▸ **Directions for this task**
Give back, exactly as written, the lines from the beginning of the listing through the one that contains "on so the app".

▸ **Data shown**

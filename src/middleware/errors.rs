use std::sync::Arc;

use axum::{extract::Request, response::IntoResponse};
use futures::FutureExt;
use tracing::{error, warn};
use userhub_core::AppError;

use crate::web::{Context, Handler, Middleware, middleware};

pub const MISSING_VALUES: &str = "web value missing from context";

/// Turns every error from the inner chain into a response, classified once by
/// [`AppError::cause`]. A request without [`Values`](crate::web::Values) never
/// reaches the inner chain. Shutdown errors are logged and passed on so the app
/// can respond and then stop taking traffic.
pub fn errors() -> Middleware {
    middleware(|next: Handler| -> Handler {
        Arc::new(move |ctx: Context, req: Request| {
            let next = next.clone();
            async move {
                let Some(values) = ctx.values().cloned() else {
                    return Err(AppError::shutdown(MISSING_VALUES));
                };

                let err = match next(ctx, req).await {
                    Ok(response) => return Ok(response),
                    Err(err) => err,
                };

                let err = err.cause();
                if err.status().is_server_error() {
                    error!(trace_id = %values.trace_id, error = %err, "request failed");
                } else {
                    warn!(trace_id = %values.trace_id, error = %err, "request rejected");
                }

                if err.is_shutdown() {
                    return Err(err);
                }

                Ok(err.into_response())
            }
            .boxed()
        })
    })
}
//! # userhub CLI
//!
//! Administrative commands that operate on the user store directly, without
//! going through the HTTP API:
//!
//! - `useradd`: create a user (the bootstrap path for the first admin)
//! - `users`: print every user as JSON
//! - `gentoken`: sign a token for an existing user with the configured keys
//!
//! The command bodies live here, over the [`UserRepository`] trait, so they can
//! be exercised against the in-memory repository.

use anyhow::{Context as _, anyhow};
use chrono::{DateTime, Utc};
use userhub_auth::{Authenticator, roles};
use userhub_core::FieldErrors;
use userhub_core::password::hash_password_blocking;
use userhub_db::UserRepository;
use userhub_models::{NewUser, User, UserView};
use uuid::Uuid;
use validator::Validate;

/// Roles granted by `useradd` when none are given.
pub const DEFAULT_ROLES: [&str; 2] = [roles::ADMIN, roles::USER];

pub async fn user_add(
    repo: &dyn UserRepository,
    name: String,
    email: String,
    password: String,
    roles: Vec<String>,
    hash_cost: u32,
    now: DateTime<Utc>,
) -> anyhow::Result<User> {
    let new_user = NewUser {
        name,
        email,
        roles,
        password_confirm: password.clone(),
        password,
    };
    new_user
        .validate()
        .map_err(|errs| anyhow!("invalid user: {}", FieldErrors::from(errs)))?;

    let hash = hash_password_blocking(new_user.password.clone(), hash_cost)
        .await
        .context("hashing password")?;
    let user = User::create(new_user, hash, Uuid::new_v4(), now);

    repo.create(&user).await.context("create user")?;
    Ok(user)
}

/// Every user as pretty-printed JSON, password hashes omitted.
pub async fn users_json(repo: &dyn UserRepository) -> anyhow::Result<String> {
    let users = repo.query_all().await.context("query users")?;
    let views: Vec<UserView> = users.iter().map(UserView::from).collect();

    serde_json::to_string_pretty(&views).context("encoding users")
}

/// Signs a token for `user_id`. The user's stored roles are used unless
/// `roles` overrides them.
pub async fn gen_token(
    repo: &dyn UserRepository,
    auth: &Authenticator,
    user_id: &str,
    roles: Option<Vec<String>>,
    now: u64,
) -> anyhow::Result<String> {
    let id = Uuid::parse_str(user_id).with_context(|| format!("parsing user id {:?}", user_id))?;
    let user = repo
        .query_by_id(id)
        .await
        .with_context(|| format!("query userID[{}]", id))?;

    let claims = auth.issue_claims(user.id.to_string(), roles.unwrap_or(user.roles), now);
    auth.generate_token(&claims).context("signing token")
}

▸ **Solution to this problem**
filename src/middleware/errors.rs
use std::sync::Arc;

use axum::{extract::Request, response::IntoResponse};
use futures::FutureExt;
use tracing::{error, warn};
use userhub_core::AppError;

use crate::web::{Context, Handler, Middleware, middleware};

pub const MISSING_VALUES: &str = "web value missing from context";

/// Turns every error from the inner chain into a response, classified once by
/// [`AppError::cause`]. A request without [`Values`](crate::web::Values) never
/// reaches the inner chain. Shutdown errors are logged and passed on so the app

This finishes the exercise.